A recent poll by the Associated Press shows that 6 out of 10 Americans expect to

receive the full amount of the Medicare taxes they paid in, when they retire. American's believe they are entitled to their full benefits without any cuts. However, new analysis shows that the amount people pay into the system will not cover what they will receive in benefits when they retire. The actual benefit amount they will receive will be about three times the amount put in.

Analysis shows that someone earning on average $89,000 per year and retiring in 2011 will have paid $114,000 in Medicare taxes during their working years. The amount they will receive in Medicare benefits during retirement, including all health care, will be approximately $355,000.

These estimates were calculated at the Urban Institute think tank by Eugene Steuerle and Stephanie Rennane. They illustrate that there is a large gap between the expectations of Americans and the actual Medicare amounts. They may be concerned about Medicare's long-term future and financing, but they do not realize just how large the gap is. Eugene Steuerle states, "The fact that you put money into the system doesn't mean it's there waiting for you to collect".
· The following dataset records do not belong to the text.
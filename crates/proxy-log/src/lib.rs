#[macro_use]
extern crate tracing;

use std::io;
use std::time::SystemTime;

use anyhow::Context as _;
use async_trait::async_trait;
use camino::{Utf8Path, Utf8PathBuf};
use proxy_task::{ShutdownSignal, Task};
use tokio::fs;
use tokio::time::{Duration, sleep};
use std::sync::Mutex;
use tracing_appender::non_blocking::WorkerGuard;
use tracing_appender::rolling;
use tracing_subscriber::prelude::*;
use tracing_subscriber::reload;
use tracing_subscriber::{EnvFilter, fmt};

pub trait StaticLogConfig {
    const MAX_BYTES_PER_LOG_FILE: u64;
    const MAX_LOG_FILES: usize;
    const LOG_FILE_PREFIX: &'static str;
}

type FileLayer = fmt::Layer<tracing_subscriber::Registry, fmt::format::DefaultFields, fmt::format::Format, tracing_appender::non_blocking::NonBlocking>;

pub struct LoggerGuard {
    _stdio_guard: WorkerGuard,
}

/// Lets a long-running process rotate its log file on demand (e.g. in response to SIGHUP)
/// without tearing down and reinstalling the global subscriber.
pub struct LogRotator<C: StaticLogConfig> {
    path: Utf8PathBuf,
    reload_handle: reload::Handle<FileLayer, tracing_subscriber::Registry>,
    guard: Mutex<WorkerGuard>,
    _phantom: std::marker::PhantomData<C>,
}

impl<C: StaticLogConfig> LogRotator<C> {
    /// Closes the current log file and opens a fresh rolling appender at the same path.
    pub fn rotate(&self) -> anyhow::Result<()> {
        let log_cfg = LogPathCfg::<C>::from_path(&self.path)?;
        let file_appender = rolling::Builder::new()
            .rotation(rolling::Rotation::max_bytes(C::MAX_BYTES_PER_LOG_FILE))
            .filename_prefix(log_cfg.prefix)
            .filename_suffix("log")
            .max_log_files(C::MAX_LOG_FILES)
            .build(log_cfg.folder)
            .context("couldn’t create file appender")?;
        let (non_blocking, new_guard) = tracing_appender::non_blocking(file_appender);

        self.reload_handle
            .reload(fmt::layer().with_writer(non_blocking).with_ansi(false))
            .context("couldn’t swap log file layer")?;

        *self.guard.lock().expect("not poisoned") = new_guard;

        info!("Log file rotated");

        Ok(())
    }
}

struct LogPathCfg<'a, C: StaticLogConfig> {
    folder: &'a Utf8Path,
    prefix: &'a str,
    _phantom: std::marker::PhantomData<C>,
}

impl<'a, C: StaticLogConfig> LogPathCfg<'a, C> {
    pub(crate) fn from_path(path: &'a Utf8Path) -> anyhow::Result<Self> {
        if path.is_dir() {
            Ok(Self {
                folder: path,
                prefix: C::LOG_FILE_PREFIX,
                _phantom: std::marker::PhantomData,
            })
        } else {
            Ok(Self {
                folder: path.parent().context("invalid log path (parent)")?,
                prefix: path.file_name().context("invalid log path (file_name)")?,
                _phantom: std::marker::PhantomData,
            })
        }
    }
}

pub fn init<C: StaticLogConfig>(
    path: &Utf8Path,
    log_filter: &str,
    debug_filtering_directives: Option<&str>,
) -> anyhow::Result<(LoggerGuard, LogRotator<C>)> {
    let log_cfg = LogPathCfg::<C>::from_path(path)?;
    let file_appender = rolling::Builder::new()
        .rotation(rolling::Rotation::max_bytes(C::MAX_BYTES_PER_LOG_FILE))
        .filename_prefix(log_cfg.prefix)
        .filename_suffix("log")
        .max_log_files(C::MAX_LOG_FILES)
        .build(log_cfg.folder)
        .context("couldn’t create file appender")?;
    let (file_non_blocking, file_guard) = tracing_appender::non_blocking(file_appender);
    let file_layer = fmt::layer().with_writer(file_non_blocking).with_ansi(false);
    let (file_layer, reload_handle) = reload::Layer::new(file_layer);

    let (non_blocking_stdio, stdio_guard) = tracing_appender::non_blocking(io::stdout());
    let stdio_layer = fmt::layer().with_writer(non_blocking_stdio);

    let env_filter = EnvFilter::try_new(log_filter).context("invalid built-in filtering directives (this is a bug)")?;

    // Optionally add additional debugging filtering directives
    let env_filter = debug_filtering_directives
        .into_iter()
        .flat_map(|directives| directives.split(','))
        .fold(env_filter, |env_filter, directive| {
            env_filter.add_directive(directive.parse().expect("a valid log directive (debug option)"))
        });

    tracing_subscriber::registry()
        .with(file_layer)
        .with(stdio_layer)
        .with(env_filter)
        .init();

    let rotator = LogRotator {
        path: path.to_owned(),
        reload_handle,
        guard: Mutex::new(file_guard),
        _phantom: std::marker::PhantomData,
    };

    Ok((LoggerGuard { _stdio_guard: stdio_guard }, rotator))
}

/// Find latest log file (by age)
///
/// Given path is used to filter out by file name prefix.
#[instrument]
pub async fn find_latest_log_file<C: StaticLogConfig>(prefix: &Utf8Path) -> anyhow::Result<std::path::PathBuf> {
    let cfg = LogPathCfg::<C>::from_path(prefix)?;

    let mut read_dir = fs::read_dir(cfg.folder).await.context("couldn't read directory")?;

    let mut most_recent_time = SystemTime::UNIX_EPOCH;
    let mut most_recent = None;

    while let Ok(Some(entry)) = read_dir.next_entry().await {
        match entry.file_name().to_str() {
            Some(file_name) if file_name.starts_with(cfg.prefix) && file_name.contains("log") => {
                debug!(file_name, "Found a log file");
                match entry.metadata().await.and_then(|metadata| metadata.modified()) {
                    Ok(modified) if modified > most_recent_time => {
                        most_recent_time = modified;
                        most_recent = Some(entry.path());
                    }
                    Ok(_) => {}
                    Err(error) => {
                        warn!(%error, file_name, "Couldn't retrieve metadata for file");
                    }
                }
            }
            _ => continue,
        }
    }

    most_recent.context("no file found")
}

/// File deletion task (by age)
///
/// Given path is used to filter out by file name prefix.
pub struct LogDeleterTask<C: StaticLogConfig> {
    path: Utf8PathBuf,
    _phantom: std::marker::PhantomData<C>,
}

impl<C: StaticLogConfig> LogDeleterTask<C> {
    pub fn new(path: Utf8PathBuf) -> Self {
        Self {
            path,
            _phantom: std::marker::PhantomData,
        }
    }
}

#[async_trait]
impl<C: StaticLogConfig + Send> Task for LogDeleterTask<C> {
    type Output = anyhow::Result<()>;

    const NAME: &'static str = "log deleter";

    async fn run(self, shutdown_signal: ShutdownSignal) -> Self::Output {
        log_deleter_task::<C>(&self.path, shutdown_signal).await
    }
}

#[instrument(skip(shutdown_signal))]
async fn log_deleter_task<C: StaticLogConfig>(
    path: &Utf8Path,
    mut shutdown_signal: ShutdownSignal,
) -> anyhow::Result<()> {
    const TASK_INTERVAL: Duration = Duration::from_secs(60 * 60 * 24); // once per day
    const MAX_AGE: Duration = Duration::from_secs(60 * 60 * 24 * 90); // 90 days

    debug!("Task started");

    let cfg = LogPathCfg::<C>::from_path(path)?;

    loop {
        match fs::read_dir(cfg.folder).await {
            Ok(mut read_dir) => {
                while let Ok(Some(entry)) = read_dir.next_entry().await {
                    match entry.file_name().to_str() {
                        Some(file_name) if file_name.starts_with(cfg.prefix) && file_name.contains("log") => {
                            debug!(file_name, "Found a log file");
                            match entry
                                .metadata()
                                .await
                                .and_then(|metadata| metadata.modified())
                                .and_then(|time| time.elapsed().map_err(io::Error::other))
                            {
                                Ok(modified) if modified > MAX_AGE => {
                                    info!(file_name, "Delete log file");
                                    if let Err(error) = fs::remove_file(entry.path()).await {
                                        warn!(%error, file_name, "Couldn't delete log file");
                                    }
                                }
                                Ok(_) => {
                                    trace!(file_name, "Keep this log file");
                                }
                                Err(error) => {
                                    warn!(%error, file_name, "Couldn't retrieve metadata for file");
                                }
                            }
                        }
                        _ => continue,
                    }
                }
            }
            Err(error) => {
                warn!(%error, "Couldn't read log folder");
            }
        }

        tokio::select! {
            _ = sleep(TASK_INTERVAL) => {}
            _ = shutdown_signal.wait() => {
                break;
            }
        }
    }

    debug!("Task terminated");

    Ok(())
}
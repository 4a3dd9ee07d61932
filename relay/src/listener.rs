//! HTTP(S) front-ends the relay exposes to accept polling-transport traffic.
//!
//! Structured like a typical gateway listener pair: one plain-HTTP loop and, when a certificate
//! is configured, one that wraps every accepted socket in a TLS handshake before handing it to
//! the same request handler.

use std::net::SocketAddr;
use std::sync::Arc;

use anyhow::Context as _;
use camino::Utf8Path;
use hyper_util::rt::TokioIo;
use hyper_util::service::TowerToHyperService;
use polling_transport::PollingServer;
use tokio::net::TcpListener;
use tokio_rustls::rustls;
use tokio_rustls::TlsAcceptor;

pub async fn serve_http(bind_addr: SocketAddr, server: PollingServer, poll_path: String) -> anyhow::Result<()> {
    let listener = TcpListener::bind(bind_addr)
        .await
        .with_context(|| format!("couldn't bind HTTP listener to {bind_addr}"))?;
    info!(%bind_addr, "Relay HTTP listener started");

    let app = server.router(&poll_path);

    loop {
        let (stream, peer_addr) = listener.accept().await.context("couldn't accept next HTTP connection")?;
        let app = app.clone();
        tokio::spawn(async move {
            if let Err(error) = serve_connection(stream, app).await {
                debug!(%peer_addr, %error, "HTTP connection handling failed");
            }
        });
    }
}

pub async fn serve_https(bind_addr: SocketAddr, server: PollingServer, poll_path: String, acceptor: TlsAcceptor) -> anyhow::Result<()> {
    let listener = TcpListener::bind(bind_addr)
        .await
        .with_context(|| format!("couldn't bind HTTPS listener to {bind_addr}"))?;
    info!(%bind_addr, "Relay HTTPS listener started");

    let app = server.router(&poll_path);

    loop {
        let (stream, peer_addr) = listener.accept().await.context("couldn't accept next HTTPS connection")?;
        let app = app.clone();
        let acceptor = acceptor.clone();
        tokio::spawn(async move {
            let tls_stream = match acceptor.accept(stream).await {
                Ok(stream) => stream,
                Err(error) => {
                    debug!(%peer_addr, %error, "TLS handshake failed");
                    return;
                }
            };
            if let Err(error) = serve_connection(tls_stream, app).await {
                debug!(%peer_addr, %error, "HTTPS connection handling failed");
            }
        });
    }
}

async fn serve_connection<I>(io: I, app: axum::Router) -> anyhow::Result<()>
where
    I: tokio::io::AsyncRead + tokio::io::AsyncWrite + Send + Unpin + 'static,
{
    hyper::server::conn::http1::Builder::new()
        .serve_connection(TokioIo::new(io), TowerToHyperService::new(app))
        .with_upgrades()
        .await
        .context("HTTP server")
}

/// Loads a TLS server identity from a PEM certificate chain and a PEM private key.
pub fn load_tls_acceptor(cert_path: &Utf8Path, key_path: &Utf8Path) -> anyhow::Result<TlsAcceptor> {
    let cert_file = std::fs::File::open(cert_path).with_context(|| format!("couldn't open certificate file at {cert_path}"))?;
    let mut cert_reader = std::io::BufReader::new(cert_file);
    let certificates = rustls_pemfile::certs(&mut cert_reader)
        .collect::<Result<Vec<_>, _>>()
        .context("couldn't parse certificate file")?;

    let key_file = std::fs::File::open(key_path).with_context(|| format!("couldn't open private key file at {key_path}"))?;
    let mut key_reader = std::io::BufReader::new(key_file);
    let private_key = rustls_pemfile::private_key(&mut key_reader)
        .context("couldn't parse private key file")?
        .context("private key file contained no key")?;

    let server_config = rustls::ServerConfig::builder()
        .with_no_client_auth()
        .with_single_cert(certificates, private_key)
        .context("failed to build TLS server config")?;

    Ok(TlsAcceptor::from(Arc::new(server_config)))
}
American workers believe that the amount they pay into Medicare will be used for their benefits after they retire. Actually, the money received now is used to pay for seniors currently covered under Medicare. This disconnect makes the job of policymakers more difficult when trying to build political support when dealing with Medicare deficits.

Social Security taxes and their future benefits are actually coming close to balancing. The same person earning $89,000 and retiring in 2011 will have paid in $614,000 in Social Security taxes. During retirement this person will collect benefits in the amount of $555,000. There is a 10 percent difference in what was paid in and the benefits paid out.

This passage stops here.